After the baptism Moxie and Duff talked me into going to a party down the street, a party I wasn’t invited to so I felt very strange going. I told Moxie and Duff it was as though they were bringing the school nerd to the popular party and they said it would be like She’s All That, so from then on I waited for some jerk to pour a drink down my shirt. Never happened though, and I knew most of the people so I didn’t feel as strange. But despite knowing most of the people I pretty much just hung out with the same ones.

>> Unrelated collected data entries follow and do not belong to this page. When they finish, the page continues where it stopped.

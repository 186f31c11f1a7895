//! Account and transaction queries.

use super::{parse_date, GameStore};
use crate::error::{GameError, GameResult};
use crate::game::{Account, AccountKind, AccountStatus, TransactionRow};
use crate::types::Cents;
use rusqlite::{params, OptionalExtension, Row};

fn account_row_mapper(row: &Row<'_>) -> rusqlite::Result<Account> {
    let kind_str: String = row.get(2)?;
    Ok(Account {
        game_id: row.get(0)?,
        account_id: row.get(1)?,
        kind: AccountKind::parse(&kind_str).unwrap_or(AccountKind::Checking),
        balance: row.get(3)?,
        interest_rate: row.get(4)?,
        credit_limit: row.get(5)?,
        principal: row.get(6)?,
        term_months: row.get(7)?,
        opened_on: parse_date(8, &row.get::<_, String>(8)?)?,
        status: AccountStatus::parse(&row.get::<_, String>(9)?),
        insurance_type: row.get(10)?,
        premium: row.get(11)?,
        deductible: row.get(12)?,
        coverage_rate: row.get(13)?,
    })
}

const ACCOUNT_COLUMNS: &str = "game_id, account_id, kind, balance, interest_rate, credit_limit,
     principal, term_months, opened_on, status,
     insurance_type, premium, deductible, coverage_rate";

impl GameStore {
    pub fn insert_account(&self, a: &Account) -> GameResult<()> {
        self.conn.execute(
            "INSERT INTO account (
                game_id, account_id, kind, balance, interest_rate, credit_limit,
                principal, term_months, opened_on, status,
                insurance_type, premium, deductible, coverage_rate
            ) VALUES (?1,?2,?3,?4,?5,?6,?7,?8,?9,?10,?11,?12,?13,?14)",
            params![
                a.game_id,
                a.account_id,
                a.kind.as_str(),
                a.balance,
                a.interest_rate,
                a.credit_limit,
                a.principal,
                a.term_months,
                a.opened_on.to_string(),
                a.status.as_str(),
                a.insurance_type,
                a.premium,
                a.deductible,
                a.coverage_rate,
            ],
        )?;
        Ok(())
    }

    pub fn get_account(&self, game_id: &str, account_id: &str) -> GameResult<Account> {
        let sql = format!(
            "SELECT {ACCOUNT_COLUMNS} FROM account WHERE game_id = ?1 AND account_id = ?2"
        );
        match self
            .conn
            .query_row(&sql, params![game_id, account_id], account_row_mapper)
        {
            Ok(a) => Ok(a),
            Err(rusqlite::Error::QueryReturnedNoRows) => {
                Err(GameError::AccountNotFound(account_id.to_string()))
            }
            Err(e) => Err(e.into()),
        }
    }

    /// All non-closed accounts, in open order.
    pub fn open_accounts(&self, game_id: &str) -> GameResult<Vec<Account>> {
        let sql = format!(
            "SELECT {ACCOUNT_COLUMNS} FROM account
             WHERE game_id = ?1 AND status != 'closed'
             ORDER BY account_id ASC"
        );
        let mut stmt = self.conn.prepare(&sql)?;
        let rows = stmt.query_map(params![game_id], account_row_mapper)?;
        rows.collect::<Result<Vec<_>, _>>().map_err(Into::into)
    }

    /// First active account of `kind`, if any.
    pub fn active_account_of_kind(
        &self,
        game_id: &str,
        kind: AccountKind,
    ) -> GameResult<Option<Account>> {
        let sql = format!(
            "SELECT {ACCOUNT_COLUMNS} FROM account
             WHERE game_id = ?1 AND kind = ?2 AND status = 'active'
             ORDER BY account_id ASC LIMIT 1"
        );
        let result = self
            .conn
            .query_row(&sql, params![game_id, kind.as_str()], account_row_mapper)
            .optional()?;
        Ok(result)
    }

    /// The account cash postings land on: checking, falling back to
    /// prepaid, then savings. Frozen accounts never qualify.
    pub fn primary_liquid_account(&self, game_id: &str) -> GameResult<Account> {
        for kind in [AccountKind::Checking, AccountKind::Prepaid, AccountKind::Savings] {
            if let Some(account) = self.active_account_of_kind(game_id, kind)? {
                return Ok(account);
            }
        }
        Err(GameError::NoChecking)
    }

    /// The active policy account for an insurance type, if one exists.
    pub fn active_policy(&self, game_id: &str, insurance_type: &str) -> GameResult<Option<Account>> {
        let sql = format!(
            "SELECT {ACCOUNT_COLUMNS} FROM account
             WHERE game_id = ?1 AND kind = 'insurance' AND status = 'active'
               AND insurance_type = ?2
             LIMIT 1"
        );
        let result = self
            .conn
            .query_row(&sql, params![game_id, insurance_type], account_row_mapper)
            .optional()?;
        Ok(result)
    }

    pub fn update_balance(&self, game_id: &str, account_id: &str, delta: Cents) -> GameResult<()> {
        let affected = self.conn.execute(
            "UPDATE account SET balance = balance + ?1
             WHERE game_id = ?2 AND account_id = ?3",
            params![delta, game_id, account_id],
        )?;
        if affected != 1 {
            return Err(GameError::AccountNotFound(account_id.to_string()));
        }
        Ok(())
    }

    pub fn set_account_status(
        &self,
        game_id: &str,
        account_id: &str,
        status: AccountStatus,
    ) -> GameResult<()> {
        self.conn.execute(
            "UPDATE account SET status = ?1 WHERE game_id = ?2 AND account_id = ?3",
            params![status.as_str(), game_id, account_id],
        )?;
        Ok(())
    }

    /// Freeze investment and credit-card accounts on bankruptcy entry.
    /// Returns how many accounts were frozen.
    pub fn freeze_for_bankruptcy(&self, game_id: &str) -> GameResult<usize> {
        let affected = self.conn.execute(
            "UPDATE account SET status = 'frozen'
             WHERE game_id = ?1 AND status = 'active'
               AND kind IN ('investment', 'credit_card')",
            params![game_id],
        )?;
        Ok(affected)
    }

    pub fn unfreeze_all(&self, game_id: &str) -> GameResult<usize> {
        let affected = self.conn.execute(
            "UPDATE account SET status = 'active'
             WHERE game_id = ?1 AND status = 'frozen'",
            params![game_id],
        )?;
        Ok(affected)
    }

    /// Signed sum of balances across non-closed accounts. Debt accounts
    /// carry negative balances, so this is net worth directly.
    pub fn net_worth(&self, game_id: &str) -> GameResult<Cents> {
        self.conn
            .query_row(
                "SELECT COALESCE(SUM(balance), 0) FROM account
                 WHERE game_id = ?1 AND status != 'closed'",
                params![game_id],
                |row| row.get(0),
            )
            .map_err(Into::into)
    }

    // ── Transactions ───────────────────────────────────────────

    pub fn insert_transaction(&self, t: &TransactionRow) -> GameResult<()> {
        self.conn.execute(
            "INSERT INTO txn (
                game_id, txn_id, account_id, date, category, amount,
                balance_after, description, source_card, automated
            ) VALUES (?1,?2,?3,?4,?5,?6,?7,?8,?9,?10)",
            params![
                t.game_id,
                t.txn_id,
                t.account_id,
                t.date.to_string(),
                t.category,
                t.amount,
                t.balance_after,
                t.description,
                t.source_card,
                t.automated as i64,
            ],
        )?;
        Ok(())
    }

    pub fn transactions_for_account(
        &self,
        game_id: &str,
        account_id: &str,
    ) -> GameResult<Vec<TransactionRow>> {
        let mut stmt = self.conn.prepare(
            "SELECT game_id, txn_id, account_id, date, category, amount,
                    balance_after, description, source_card, automated
             FROM txn WHERE game_id = ?1 AND account_id = ?2
             ORDER BY txn_id ASC",
        )?;
        let rows = stmt
            .query_map(params![game_id, account_id], |row| {
                Ok(TransactionRow {
                    game_id: row.get(0)?,
                    txn_id: row.get(1)?,
                    account_id: row.get(2)?,
                    date: parse_date(3, &row.get::<_, String>(3)?)?,
                    category: row.get(4)?,
                    amount: row.get(5)?,
                    balance_after: row.get(6)?,
                    description: row.get(7)?,
                    source_card: row.get(8)?,
                    automated: row.get::<_, i64>(9)? != 0,
                })
            })?
            .collect::<Result<Vec<_>, _>>()?;
        Ok(rows)
    }

    /// Spending per category for one `YYYY-MM` month. Transfers are
    /// internal moves and never count as spending.
    pub fn month_spend_by_category(
        &self,
        game_id: &str,
        month: &str,
    ) -> GameResult<Vec<(String, Cents)>> {
        let mut stmt = self.conn.prepare(
            "SELECT category, SUM(-amount) FROM txn
             WHERE game_id = ?1 AND date LIKE ?2 AND amount < 0
               AND category != 'transfer'
             GROUP BY category",
        )?;
        let pattern = format!("{month}%");
        let rows = stmt
            .query_map(params![game_id, pattern], |row| {
                Ok((row.get::<_, String>(0)?, row.get::<_, Cents>(1)?))
            })?
            .collect::<Result<Vec<_>, _>>()?;
        Ok(rows)
    }

    /// Gross inflow for one month, excluding internal transfers.
    pub fn month_income(&self, game_id: &str, month: &str) -> GameResult<Cents> {
        let pattern = format!("{month}%");
        self.conn
            .query_row(
                "SELECT COALESCE(SUM(amount), 0) FROM txn
                 WHERE game_id = ?1 AND date LIKE ?2 AND amount > 0
                   AND category != 'transfer'",
                params![game_id, pattern],
                |row| row.get(0),
            )
            .map_err(Into::into)
    }

    /// Gross outflow for one month, excluding internal transfers.
    pub fn month_expenses(&self, game_id: &str, month: &str) -> GameResult<Cents> {
        let pattern = format!("{month}%");
        self.conn
            .query_row(
                "SELECT COALESCE(SUM(-amount), 0) FROM txn
                 WHERE game_id = ?1 AND date LIKE ?2 AND amount < 0
                   AND category != 'transfer'",
                params![game_id, pattern],
                |row| row.get(0),
            )
            .map_err(Into::into)
    }

    /// Accounts opened during one `YYYY-MM` month (feeds the
    /// new-inquiries credit factor).
    pub fn accounts_opened_in_month(&self, game_id: &str, month: &str) -> GameResult<i64> {
        let pattern = format!("{month}%");
        self.conn
            .query_row(
                "SELECT COUNT(*) FROM account
                 WHERE game_id = ?1 AND opened_on LIKE ?2",
                params![game_id, pattern],
                |row| row.get(0),
            )
            .map_err(Into::into)
    }
}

We discovered Monday night that Fiancé is a conversation one-upper. I began to tell a story about how we had someone pass out at work and before I could tell the interesting details of the event Fiancé says, “You had someone pass out at work? Not to one up you but someone started having seizures at my work today” (or something like that). So yesterday I kept giving him a hard time about being a one-upper. He said that he was really sorry about it and I told him it was okay, I had already forgotten, which he knew was a lie. So then last night it was just him and me on the couch for a while so I kept talking to him because if we sit there quietly it looks like we are ticked off. He kept giving one word responses and I said, “Am I annoying you? Because you give me one word responses.” He shook his head and said, “I’m just not good at carrying on conversations,” and I said, “Yeah I noticed, you’re worse than my first date.” Which, was kind of true, except I like Fiancé a whole lot better than the first boy I went out with. Then I told him that he didn’t have a problem one-upping me in conversation. He apologized again. So he told me to say something to see if he could one up me. So I said, “My dog got hit by a car” (not true by the way, none of my dogs have ever been hit by a car). Then he says, “My little brother was hit by one.” I started laughing not because it’s true but because I knew that happened and I should have seen it coming. How many people could really one-up a dog being hit by a car with a family member being hit by one? Don’t worry his little brother is fine now. However, I got him with my second degree burns on my feet. I knew that would come in handy one day.